According to historian Bernd Martin (“The Prussian Expedition to the Far East, 1860-1862”), the representatives of the two powers encouraged the Germans. The French diplomat Jean-Baptiste-Louis Gros, who had commanded the French troops in the Anglo-French Expedition in China from 1856-60 and was a famous photographer and politician, suggested to Eulenburg that the Prussians occupy Formosa.
Gros argued that a Prussian colony in Formosa would help blunt southward pushes by the Chinese and British, and support the French in Vietnam. In his book France and Germany in the South China Sea, c. 1840–1930, Bert Becker describes how Gros contended treaties alone were insufficient for supporting commercial enterprises in the Far East. Prussia would need a colony.
Photo courtesy of Wikimedia
Eulenburg’s expedition was a success in Prussian eyes. After beating out treaties with the Chinese and Japanese, Prussian policy turned to Formosa, which Eulenburg had initially considered the best prospect for a German colony.
With the Prussian expedition was explorer, diplomat, geologist and ethnographer Ferdinand Freiherr von Richthofen, a man who would be involved with Prussian ventures in the Far East for the next quarter-century. Today he is best known for coining the term “Silk Road.”

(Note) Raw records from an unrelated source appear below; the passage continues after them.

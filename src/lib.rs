//! Matrix Life - Cellular automata for a pair of 9x34 LED matrix panels.
//!
//! This crate runs small toroidal cellular automata and streams each
//! generation to a display sink at a fixed cadence, stopping when the board
//! empties, settles, oscillates, jams or runs out of generations.
//!
//! # Architecture
//!
//! The crate is split into three modules:
//!
//! - `schema`: Configuration types, initial states and preset patterns
//! - `compute`: Boards, rules (Life-like, totalistic, BML, HPP), stepping,
//!   termination detection and the simulation loop
//! - `display`: The frame sink trait plus panel, terminal and recording sinks
//!
//! # Example
//!
//! ```rust,no_run
//! use matrix_life::{
//!     compute::run,
//!     display::FrameRecorder,
//!     schema::{InitialState, LifeRule, RuleConfig, RunConfig},
//! };
//!
//! let mut config = RunConfig::for_rule(RuleConfig::Life {
//!     preset: LifeRule::HighLife,
//! });
//! config.initial = Some(InitialState::Named {
//!     name: "r_pentomino".to_string(),
//! });
//!
//! let mut sink = FrameRecorder::new();
//! let report = run(config, &mut sink).expect("valid config");
//!
//! println!(
//!     "{:?} after {} generations, {} frames shown",
//!     report.outcome,
//!     report.generations,
//!     sink.frames().len()
//! );
//! ```

pub mod compute;
pub mod display;
pub mod schema;

// Re-export commonly used types
pub use compute::{Board, CancelToken, Outcome, Rule, RunReport, Simulation};
pub use display::{FrameSink, MatrixPanel, Which};
pub use schema::{InitialState, RuleConfig, RunConfig};
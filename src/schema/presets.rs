//! Named starting patterns, laid out for a 34x9 panel.

use crate::compute::Cell;

/// Cells a preset switches on.
#[derive(Debug, Clone, Copy)]
pub enum PresetCells {
    /// `(row, col)` pairs set to state 1.
    Live(&'static [(usize, usize)]),
    /// `(row, col, state)` triples.
    States(&'static [(usize, usize, Cell)]),
}

/// A named starting pattern.
#[derive(Debug, Clone, Copy)]
pub struct Preset {
    pub name: &'static str,
    pub description: &'static str,
    pub cells: PresetCells,
}

impl Preset {
    /// `(row, col, state)` for every cell the pattern sets.
    pub fn cells(&self) -> Vec<(usize, usize, Cell)> {
        match self.cells {
            PresetCells::Live(coords) => coords.iter().map(|&(r, c)| (r, c, 1)).collect(),
            PresetCells::States(cells) => cells.to_vec(),
        }
    }
}

pub const PRESETS: &[Preset] = &[
    // Oscillators
    Preset {
        name: "blinker",
        description: "The simplest period-2 oscillator",
        cells: PresetCells::Live(&[(17, 3), (17, 4), (17, 5)]),
    },
    Preset {
        name: "toad",
        description: "A period-2 oscillator",
        cells: PresetCells::Live(&[(17, 3), (17, 4), (17, 5), (18, 2), (18, 3), (18, 4)]),
    },
    Preset {
        name: "pentadecathlon",
        description: "A period-15 oscillator that fits the panel width",
        cells: PresetCells::Live(&[
            (12, 4),
            (13, 4),
            (14, 2),
            (14, 4),
            (14, 6),
            (15, 4),
            (16, 4),
            (17, 4),
            (18, 4),
            (19, 2),
            (19, 4),
            (19, 6),
            (20, 4),
            (21, 4),
        ]),
    },
    // Spaceships
    Preset {
        name: "glider",
        description: "Travels diagonally, wrapping forever",
        cells: PresetCells::Live(&[(1, 2), (2, 3), (3, 1), (3, 2), (3, 3)]),
    },
    Preset {
        name: "lwss",
        description: "Lightweight spaceship; wraps the 9-column width quickly",
        cells: PresetCells::Live(&[
            (17, 3),
            (17, 5),
            (18, 2),
            (19, 2),
            (19, 5),
            (20, 2),
            (20, 3),
            (20, 4),
            (20, 5),
        ]),
    },
    // Methuselahs
    Preset {
        name: "r_pentomino",
        description: "Stabilizes after 1103 generations on an unbounded plane",
        cells: PresetCells::Live(&[(17, 4), (17, 5), (18, 3), (18, 4), (19, 4)]),
    },
    Preset {
        name: "diehard",
        description: "Dies after 130 generations on an unbounded plane",
        cells: PresetCells::Live(&[
            (17, 7),
            (18, 1),
            (18, 2),
            (19, 2),
            (19, 5),
            (19, 6),
            (19, 7),
        ]),
    },
    Preset {
        name: "acorn",
        description: "Runs for 5206 generations on an unbounded plane",
        cells: PresetCells::Live(&[
            (17, 2),
            (18, 4),
            (19, 1),
            (19, 2),
            (19, 5),
            (19, 6),
            (19, 7),
        ]),
    },
    // Still lifes
    Preset {
        name: "block",
        description: "The simplest still life",
        cells: PresetCells::Live(&[(17, 3), (17, 4), (18, 3), (18, 4)]),
    },
    Preset {
        name: "beehive",
        description: "A common still life",
        cells: PresetCells::Live(&[(17, 3), (17, 4), (18, 2), (18, 5), (19, 3), (19, 4)]),
    },
    // Lattice gas
    Preset {
        name: "collision",
        description: "HPP: a north/south pair beside an east/west pair",
        cells: PresetCells::States(&[(17, 4, 0b1100), (17, 3, 0b0011)]),
    },
];

/// Look up a preset by name. Case and `-`/`_` are not significant.
pub fn find_preset(name: &str) -> Option<&'static Preset> {
    let wanted = name.trim().to_ascii_lowercase().replace('-', "_");
    PRESETS.iter().find(|p| p.name == wanted)
}

/// Names of every preset, in table order.
pub fn preset_names() -> Vec<&'static str> {
    PRESETS.iter().map(|p| p.name).collect()
}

Richthofen was sent to Formosa to evaluate its potential for a commercial and naval port and become the German Hong Kong, an idea that colored German perceptions of their colonial policy in the Far East for decades, a reminder of how British colonialism remained the model for would-be colonialists.
Photo courtesy of Wikimedia
Richthofen also made a geological survey. He observed that Formosa coal was only available locally, and Europeans bought it in Chinese ports, its origin unknown. “…now one has more certain knowledge, and yet we are still dealing with Keelung coal from Chinese port cities.”
Richthofen’s study of northern Taiwan’s geology noted that brown coal from Formosa could not compete with British hard coal — an enormous (by volume) and crucial export of the UK in the 19th century. Underappreciated today, British hard coal, preferred by steamship operators, was a dominant influence on geostrategy in the Far East during the colonial period.
Every nation that operated steamships in the Far East had to take its necessary presence into account in formulating military and economic strategy. Four decades of European and American interest in the coal mines around Keelung suggests that if Taiwan had possessed better-quality coal, it might have been annexed by one of those powers.
DREAMS OF FORMOSA
Back in Prussia, policymakers were thinking about Formosa. In April of 1861, a memorandum submitted to King William I recommended a Prussian naval base and settlement (for settlers and as a penal colony) on the island.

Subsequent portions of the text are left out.